#### Records for the exercise:

use crate::nats::{ConsumeRequest, ConsumeResponse, JetStreamConsumer, PullConsumer};
use anyhow::{Context, Result};
use async_nats::jetstream::{self};
use bytes::Bytes;
use std::sync::Arc;
use std::time::Duration;
use tokio_util::sync::CancellationToken;
use tower::{Service, ServiceExt};
use tracing::{debug, error, info, warn};

/// Where a [`TowerConsumer`] reads from and how much it pulls per fetch.
#[derive(Debug, Clone)]
pub struct ConsumerSettings {
    pub stream_name: String,
    /// Durable consumer name, shared by every replica of the same worker
    pub consumer_name: String,
    pub filter_subject: String,
    pub batch_size: usize,
    pub max_wait: Duration,
    pub replicas: usize,
}

/// A JetStream pull consumer that hands every delivery to a Tower service.
///
/// Deliveries are converted to owned [`ConsumeRequest`]s and processed one at
/// a time, in order. The service's [`ConsumeResponse`] decides between ack and
/// nak; a service error is treated as a nak so the delivery comes back.
pub struct TowerConsumer<S> {
    consumer: Box<dyn PullConsumer>,
    settings: ConsumerSettings,
    service: S,
}

impl<S> TowerConsumer<S>
where
    S: Service<ConsumeRequest, Response = ConsumeResponse, Error = anyhow::Error>
        + Clone
        + Send
        + 'static,
    S::Future: Send + 'static,
{
    pub async fn new(
        jetstream: Arc<dyn JetStreamConsumer>,
        settings: ConsumerSettings,
        service: S,
    ) -> Result<Self> {
        debug!(
            stream = %settings.stream_name,
            consumer = %settings.consumer_name,
            filter_subject = %settings.filter_subject,
            "creating tower nats consumer"
        );

        let config = jetstream::consumer::pull::Config {
            name: Some(settings.consumer_name.clone()),
            durable_name: Some(settings.consumer_name.clone()),
            filter_subject: settings.filter_subject.clone(),
            ack_policy: jetstream::consumer::AckPolicy::Explicit,
            num_replicas: settings.replicas,
            ..Default::default()
        };

        let consumer = jetstream
            .create_consumer(config, &settings.stream_name)
            .await
            .context("failed to create consumer")?;

        Ok(Self {
            consumer,
            settings,
            service,
        })
    }

    /// Run the consumer loop until cancellation.
    ///
    /// A delivery in flight when the token fires is dropped without an ack
    /// and will be redelivered.
    pub async fn run(mut self, ctx: CancellationToken) -> Result<()> {
        info!(
            stream = %self.settings.stream_name,
            consumer = %self.settings.consumer_name,
            filter_subject = %self.settings.filter_subject,
            "consuming"
        );

        loop {
            tokio::select! {
                _ = ctx.cancelled() => {
                    info!(
                        consumer = %self.settings.consumer_name,
                        "received shutdown signal, stopping consumer"
                    );
                    break;
                }
                result = self.fetch_and_process_batch() => {
                    if let Err(e) = result {
                        error!(
                            consumer = %self.settings.consumer_name,
                            error = %e,
                            "error processing batch"
                        );
                        tokio::time::sleep(Duration::from_secs(1)).await;
                    }
                }
            }
        }

        debug!(consumer = %self.settings.consumer_name, "consumer stopped");
        Ok(())
    }

    async fn fetch_and_process_batch(&mut self) -> Result<()> {
        let raw_messages = self
            .consumer
            .fetch_messages(self.settings.batch_size, self.settings.max_wait)
            .await?;

        if raw_messages.is_empty() {
            return Ok(());
        }

        debug!(message_count = raw_messages.len(), "received message batch");

        for msg in &raw_messages {
            let request = ConsumeRequest::new(
                msg.subject.to_string(),
                Bytes::copy_from_slice(&msg.payload),
                msg.headers.clone(),
            );

            let response = self.dispatch(request).await;

            match response {
                ConsumeResponse::Ack => {
                    if let Err(e) = msg.ack().await {
                        error!(subject = %msg.subject, error = %e, "failed to acknowledge message");
                    }
                }
                ConsumeResponse::Nak(reason) => {
                    warn!(
                        subject = %msg.subject,
                        reason = reason.as_deref().unwrap_or("unspecified"),
                        "rejecting message"
                    );
                    if let Err(e) = msg.ack_with(jetstream::AckKind::Nak(None)).await {
                        error!(subject = %msg.subject, error = %e, "failed to reject message");
                    }
                }
                ConsumeResponse::Term(reason) => {
                    warn!(
                        subject = %msg.subject,
                        reason = reason.as_deref().unwrap_or("unspecified"),
                        "terminating message"
                    );
                    if let Err(e) = msg.ack_with(jetstream::AckKind::Term).await {
                        error!(subject = %msg.subject, error = %e, "failed to terminate message");
                    }
                }
            }
        }

        Ok(())
    }

    async fn dispatch(&mut self, request: ConsumeRequest) -> ConsumeResponse {
        let subject = request.subject.clone();
        let result = match self.service.ready().await {
            Ok(service) => service.call(request).await,
            Err(e) => Err(e),
        };

        result.unwrap_or_else(|e| {
            error!(subject = %subject, error = %e, "service error processing message");
            ConsumeResponse::nak(e.to_string())
        })
    }
}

#### Directions for this task:
Only the lines above from the one with "use tokio_util::sync::CancellationToken;" through the one with "between ack and" should be duplicated, character for character.

#### Output:
use tokio_util::sync::CancellationToken;
use tower::{Service, ServiceExt};
use tracing::{debug, error, info, warn};

/// Where a [`TowerConsumer`] reads from and how much it pulls per fetch.
#[derive(Debug, Clone)]
pub struct ConsumerSettings {
    pub stream_name: String,
    /// Durable consumer name, shared by every replica of the same worker
    pub consumer_name: String,
    pub filter_subject: String,
    pub batch_size: usize,
    pub max_wait: Duration,
    pub replicas: usize,
}

/// A JetStream pull consumer that hands every delivery to a Tower service.
///
/// Deliveries are converted to owned [`ConsumeRequest`]s and processed one at
/// a time, in order. The service's [`ConsumeResponse`] decides between ack and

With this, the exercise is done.